Make a psychotherapy referral with a warm hand-off if possible. Explain that this is not because “it’s all in your head,” but because cognitive-behavioral pain management is pretty effective, for management of stress and anxiety, to process the humiliation, anger, and self-doubt people often experience when a medical person tells them nothing is wrong but this flies in the face of the patient’s experience of their body, to explore different options and decision-making, and because therapists get to spend more time talking with people and sometimes hear information that warrants further discussion with a medical provider.
Different genetic groups have different liver enzymes that may cause a different physical response. I can’t tell you how many black people get called “drug-seeking” when they complain of pain, or that they need a higher dose, especially when they don’t have an ongoing relationship with a PCP who can advocate for them.

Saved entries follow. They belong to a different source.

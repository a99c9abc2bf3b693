// SPDX-License-Identifier: MIT
// Copyright 2026 Roland Dreier <roland@rolandd.dev>

//! Account registration, login and logout.

use axum::{extract::State, http::StatusCode, routing::post, Json, Router};
use axum_extra::extract::{
    cookie::{Cookie, CookieJar, SameSite},
    WithRejection,
};
use serde::{Deserialize, Serialize};
use std::sync::Arc;
use validator::Validate;
#[cfg(feature = "binding-generation")]
use ts_rs::TS;

use crate::config::SESSION_COOKIE;
use crate::error::{AppError, AppJson, Result};
use crate::middleware::auth::create_jwt;
use crate::models::User;
use crate::services::password::{hash_password, verify_password};
use crate::AppState;

pub fn routes() -> Router<Arc<AppState>> {
    Router::new()
        .route("/api/register", post(register))
        .route("/api/login", post(login))
        .route("/api/logout", post(logout))
}

/// Username/password body shared by register and login.
#[derive(Debug, Deserialize, Validate)]
pub struct Credentials {
    #[serde(default)]
    #[validate(length(min = 1, max = 64, message = "Username must be 1-64 characters"))]
    pub username: String,
    #[serde(default)]
    #[validate(length(min = 1, max = 256, message = "Password is required"))]
    pub password: String,
}

impl Credentials {
    /// Trim the username and validate both fields.
    fn normalized(mut self) -> Result<Self> {
        self.username = self.username.trim().to_string();
        self.validate()?;
        Ok(self)
    }
}

/// Public view of an account.
#[derive(Debug, Serialize, Deserialize)]
#[cfg_attr(feature = "binding-generation", derive(TS))]
#[cfg_attr(
    feature = "binding-generation",
    ts(export, export_to = "web/src/lib/generated/")
)]
pub struct UserSummary {
    pub id: String,
    pub username: String,
}

/// Response for a successful register or login.
#[derive(Debug, Serialize, Deserialize)]
#[cfg_attr(feature = "binding-generation", derive(TS))]
#[cfg_attr(
    feature = "binding-generation",
    ts(export, export_to = "web/src/lib/generated/")
)]
pub struct SessionResponse {
    pub token: String,
    pub user: UserSummary,
}

/// Issue a token for `user` and attach it as the session cookie.
fn start_session(
    state: &AppState,
    jar: CookieJar,
    user: &User,
) -> Result<(CookieJar, Json<SessionResponse>)> {
    let token = create_jwt(
        &user.id,
        &state.config.jwt_signing_key,
        state.config.token_ttl_hours,
    )
    .map_err(|e| AppError::Internal(anyhow::anyhow!("JWT creation failed: {}", e)))?;

    let cookie = Cookie::build((SESSION_COOKIE, token.clone()))
        .http_only(true)
        .same_site(SameSite::Lax)
        .secure(state.config.secure_cookies())
        .path("/")
        .max_age(time::Duration::hours(state.config.token_ttl_hours));

    Ok((
        jar.add(cookie),
        Json(SessionResponse {
            token,
            user: UserSummary {
                id: user.id.clone(),
                username: user.username.clone(),
            },
        }),
    ))
}

/// Create an account and log it in.
async fn register(
    State(state): State<Arc<AppState>>,
    jar: CookieJar,
    WithRejection(Json(payload), _): AppJson<Credentials>,
) -> Result<(StatusCode, CookieJar, Json<SessionResponse>)> {
    let payload = payload.normalized()?;

    let password = payload.password;
    let password_hash = tokio::task::spawn_blocking(move || hash_password(&password))
        .await
        .map_err(|e| AppError::Internal(anyhow::anyhow!("Password hashing task failed: {}", e)))??;

    let user = User::new(&payload.username, password_hash, chrono::Utc::now());
    state.db.create_user(&user).await?;

    tracing::info!(user_id = %user.id, username = %user.username, "User registered");

    let (jar, body) = start_session(&state, jar, &user)?;
    Ok((StatusCode::CREATED, jar, body))
}

/// Verify credentials and issue a session token.
async fn login(
    State(state): State<Arc<AppState>>,
    jar: CookieJar,
    WithRejection(Json(payload), _): AppJson<Credentials>,
) -> Result<(CookieJar, Json<SessionResponse>)> {
    let payload = payload.normalized()?;

    let user = state
        .db
        .find_user_by_username(&payload.username)
        .await?
        .ok_or(AppError::InvalidCredentials)?;

    let password = payload.password;
    let hash = user.password_hash.clone();
    let valid = tokio::task::spawn_blocking(move || verify_password(&password, &hash))
        .await
        .map_err(|e| AppError::Internal(anyhow::anyhow!("Password check task failed: {}", e)))??;

    if !valid {
        tracing::info!(username = %payload.username, "Rejected login");
        return Err(AppError::InvalidCredentials);
    }

    tracing::info!(user_id = %user.id, "User logged in");
    start_session(&state, jar, &user)
}

/// Clear the session cookie. Bearer tokens simply expire.
async fn logout(jar: CookieJar) -> (StatusCode, CookieJar) {
    (
        StatusCode::NO_CONTENT,
        jar.remove(Cookie::build((SESSION_COOKIE, "")).path("/")),
    )
}

#[cfg(test)]
mod tests {
    use super::*;

    #[test]
    fn test_credentials_are_trimmed_and_validated() {
        let creds = Credentials {
            username: "  admin ".to_string(),
            password: "admin123".to_string(),
        }
        .normalized()
        .unwrap();
        assert_eq!(creds.username, "admin");

        let err = Credentials {
            username: "   ".to_string(),
            password: "admin123".to_string(),
        }
        .normalized()
        .unwrap_err();
        assert!(matches!(err, AppError::BadRequest(_)));

        let err = Credentials {
            username: "admin".to_string(),
            password: String::new(),
        }
        .normalized()
        .unwrap_err();
        assert!(matches!(err, AppError::BadRequest(_)));
    }
}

Also, women’s pain or observations about their bodies are discounted more frequently. For example, I worked with a woman with intense, unrelenting pain after a uterine surgery. She was treated quite rudely and dismissively for weeks until she passed a metal surgical implement that had been left in her body. Nobody apologized to her–in fact, she was told she had to give it back because it was hospital property. On her lawyer’s advice, she did not. That’s a big example, but plenty of women have their pain dismissed as “psychological.” I’m here to say that women with endometriosis, ectopic pregnancy, fallopian torsion, and enormous fibroids hear this a lot. Sometimes their “histrionic” presentation gets written up in their chart, which makes it very hard for them to be taken seriously subsequently. Many younger women who find breast lumps get told it’s probably just dense tissue or they banged themself, but are refused imaging because they’re “too young to have breast cancer.”
I wasn’t a medical doctor, so of course I wouldn’t and couldn’t diagnose medical issues, but I could notice patterns and discrepancies and, when warranted, ask to speak with the person’s PCP, often with good, collaborative results. This is an ethical responsibility of many counseling professions–medical conditions need to be referred for rule-out, and, I’ll add, this postentially is an ongoing process.
Physical issues I identified by providing more detailed questions and reports to the medical providers of people who had been told nothing was physically wrong or diagnosed as having (only) a psychological issue: MS, Lyme, cancer recurrence, broken vertabrae, toxic medication effects, problematic medication interactions, encephalitis lethargica, Bell’s palsy, celiac, parasitic worms, detached retinas, seizure disorders, Hepatitis B, congestive heart failure, incorrect diagnoses, etc. Plus, of course, there were many people with unexplained pain that received a functional diagnosis, but could be intervened on with a combination of psychotherapy and referrals for complementary physical services. Most of the docs I worked with were glad someone was able to spend more time with their patients, and appreciated both our consultations and the techniques and conversations that I was able to have with our patients. Most would have preferred to spend more time with patients, and I wish they could.